YOUR TASK
Please could you give again the lines from the one holding "if dp < 0.0" through the final line of the data below, exactly, with no other lines?

-- AVAILABLE RECORDS follows --

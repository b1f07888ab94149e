use crate::math::Vector;

/// The region of the plane a point lies in, relative to a line segment.
///
/// ```text
///            |       (0)      |
///     (-1)  [S]--------------[E]  (1)
///            |       (0)      |
/// ```
#[cfg_attr(feature = "serde-serialize", derive(Serialize, Deserialize))]
#[derive(Copy, Clone, Debug, PartialEq, Eq, Hash)]
#[repr(i8)]
pub enum VoronoiRegion {
    /// Before the start point of the segment.
    Left = -1,
    /// Between the start and end points of the segment.
    Middle = 0,
    /// After the end point of the segment.
    Right = 1,
}

/// Classifies `point` into the Voronoi regions of the segment `line`.
///
/// Both the segment and the point are relative to the segment's start point.
#[inline]
pub fn voronoi_region(line: &Vector, point: &Vector) -> VoronoiRegion {
    let len2 = line.norm_squared();
    let dp = point.dot(line);

    if dp < 0.0 {
        VoronoiRegion::Left
    } else if dp > len2 {
        VoronoiRegion::Right
    } else {
        VoronoiRegion::Middle
    }
}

-- AVAILABLE RECORDS concluded --

RESULT
    if dp < 0.0 {
        VoronoiRegion::Left
    } else if dp > len2 {
        VoronoiRegion::Right
    } else {
        VoronoiRegion::Middle
    }
}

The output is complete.